Estonian hotel, spa rates will increase this fall | New

Responding to ERR, Igor Shustrov, Head of Sales Department of Noorus SPA, said that they have increased their hotel rates by almost a quarter; so far, none of the prices for their other services have changed yet.

Dmitry Antonov, a board member of Noorus SPA, told ERR’s Russian-language news service on Monday that if energy prices continue to rise, they may have to lay off 183 employees.

“We have good financial indicators and even managed to cope with debts incurred during the pandemic,” Antonov said. “But time is passing, and the situation is getting more and more difficult. The government warns of a harsh winter in connection with the rise in prices. We cannot continue in these conditions. It makes no sense to work at the detriment to the business.” “

The board member said the spa hotel could close for the winter, but did not rule out rethinking the plan if the business was granted state aid or the environment business became more favorable again.

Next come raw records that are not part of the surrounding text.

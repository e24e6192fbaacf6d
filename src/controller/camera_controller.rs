use glam::{Vec2, Vec3};

use crate::model::Camera;

/// Maximum look pitch; slightly less than π/2
const MAX_PITCH: f32 = 1.55;

/// Turns look deltas and movement intent into camera orientation and
/// ground-plane motion.
#[derive(Debug, Clone)]
pub struct CameraController {
    pub walk_speed: f32,
    pub sprint_multiplier: f32,
    pub mouse_sensitivity: f32,
    pub eye_height: f32,
}

impl Default for CameraController {
    fn default() -> Self {
        Self {
            walk_speed: 3.0,
            sprint_multiplier: 1.8,
            mouse_sensitivity: 0.002,
            eye_height: 1.6,
        }
    }
}

impl CameraController {
    /// Apply mouse look delta to camera
    pub fn apply_look(&self, camera: &mut Camera, dx: f32, dy: f32) {
        camera.yaw += dx * self.mouse_sensitivity;
        camera.pitch = (camera.pitch - dy * self.mouse_sensitivity).clamp(-MAX_PITCH, MAX_PITCH);
    }

    /// Horizontal velocity for a movement intent (x = right, y = forward)
    /// relative to the camera heading. Pitch does not tilt the motion.
    pub fn planar_velocity(&self, camera: &Camera, wish: Vec2, sprinting: bool) -> Vec3 {
        if wish == Vec2::ZERO {
            return Vec3::ZERO;
        }
        let forward = Vec3::new(camera.yaw.cos(), 0.0, camera.yaw.sin());
        let right = forward.cross(Vec3::Y);
        let speed = if sprinting { self.walk_speed * self.sprint_multiplier } else { self.walk_speed };
        (right * wish.x + forward * wish.y).normalize_or_zero() * speed
    }

    /// Sync camera from player position (feet on the ground)
    pub fn sync_camera_from_player(&self, camera: &mut Camera, player_pos: Vec3) {
        camera.eye = player_pos + Vec3::new(0.0, self.eye_height, 0.0);
    }
}

#[cfg(test)]
mod tests {
    use super::*;

    fn camera() -> Camera {
        Camera::perspective(75.0, 1.0, 0.1, 100.0)
    }

    #[test]
    fn pitch_is_clamped() {
        let controller = CameraController::default();
        let mut camera = camera();
        controller.apply_look(&mut camera, 0.0, -100_000.0);
        assert_eq!(camera.pitch, MAX_PITCH);
        controller.apply_look(&mut camera, 0.0, 100_000.0);
        assert_eq!(camera.pitch, -MAX_PITCH);
    }

    #[test]
    fn forward_walk_follows_heading_on_ground_plane() {
        let controller = CameraController::default();
        let mut camera = camera();
        camera.pitch = 1.0;
        let velocity = controller.planar_velocity(&camera, Vec2::Y, false);
        assert!(velocity.y.abs() < 1e-6);
        assert!((velocity - Vec3::new(0.0, 0.0, -controller.walk_speed)).length() < 1e-5);

        let sprint = controller.planar_velocity(&camera, Vec2::Y, true);
        assert!((sprint.length() - controller.walk_speed * controller.sprint_multiplier).abs() < 1e-5);
    }

    #[test]
    fn strafe_right_is_positive_x_when_facing_negative_z() {
        let controller = CameraController::default();
        let velocity = controller.planar_velocity(&camera(), Vec2::X, false);
        assert!(velocity.x > 0.0);
        assert!(velocity.z.abs() < 1e-5);
    }
}
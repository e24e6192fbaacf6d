use thiserror::Error;

use crate::controller::LoopState;

/// Failures reported by a rendering backend.
#[derive(Debug, Error)]
pub enum BackendError {
    #[error("canvas `{0}` not found")]
    CanvasNotFound(String),
    #[error("surface is bound to `{bound}`, not `{requested}`")]
    CanvasMismatch { bound: String, requested: String },
    #[error("no suitable GPU adapter: {0}")]
    Adapter(String),
    #[error("failed to create surface: {0}")]
    Surface(String),
    #[error("failed to create {what}: {reason}")]
    Construction { what: &'static str, reason: String },
    #[error("frame acquisition failed: {0}")]
    Frame(String),
}

/// A signal arrived in a state that does not accept it.
#[derive(Debug, Clone, Copy, PartialEq, Eq, Error)]
#[error("`{signal}` rejected while {state}")]
pub struct LifecycleError {
    pub signal: &'static str,
    pub state: LoopState,
}

/// Anything that stops `initialize()` from reaching the ready state.
#[derive(Debug, Error)]
pub enum InitError {
    #[error(transparent)]
    Lifecycle(#[from] LifecycleError),
    #[error("scene setup failed: {0}")]
    Scene(#[source] BackendError),
    #[error("camera setup failed: {0}")]
    Camera(#[source] BackendError),
    #[error("render surface setup failed: {0}")]
    Surface(#[source] BackendError),
    #[error("lighting setup failed: {0}")]
    Lighting(#[source] BackendError),
    #[error("player init failed: {0:#}")]
    Player(#[source] anyhow::Error),
    #[error("level load failed: {0:#}")]
    Level(#[source] anyhow::Error),
    #[error("ghost spawn failed: {0:#}")]
    Ghost(#[source] anyhow::Error),
}

impl InitError {
    /// Whether this error moved the loop into `Failed`.
    pub fn is_terminal(&self) -> bool {
        !matches!(self, InitError::Lifecycle(_))
    }
}

/// Errors raised inside the per-frame update/render path.
#[derive(Debug, Error)]
pub enum FrameError {
    #[error("player update failed: {0:#}")]
    Player(#[source] anyhow::Error),
    #[error("ghost update failed: {0:#}")]
    Ghost(#[source] anyhow::Error),
    #[error("render failed: {0}")]
    Render(#[source] BackendError),
}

“There are provisions in the new coalition agreement that give us hope to continue, not harm, our economic activity,” he explained. “If these are met, it may be possible to avoid the worst-case scenario with a seasonal closure.”

Noorus SPA started looking for ways to reduce its energy costs.

“We are actively looking for ways to reduce our energy consumption and obtain energy from alternative sources,” Shustrov said.

Kalev SPA in Tallinn. Source: Priit Murk/ERR

According to Piret Betlem, board member of the Kalev Spa Hotel and Waterpark in Tallinn, their company already raised prices in January, but still plans to do so again this fall.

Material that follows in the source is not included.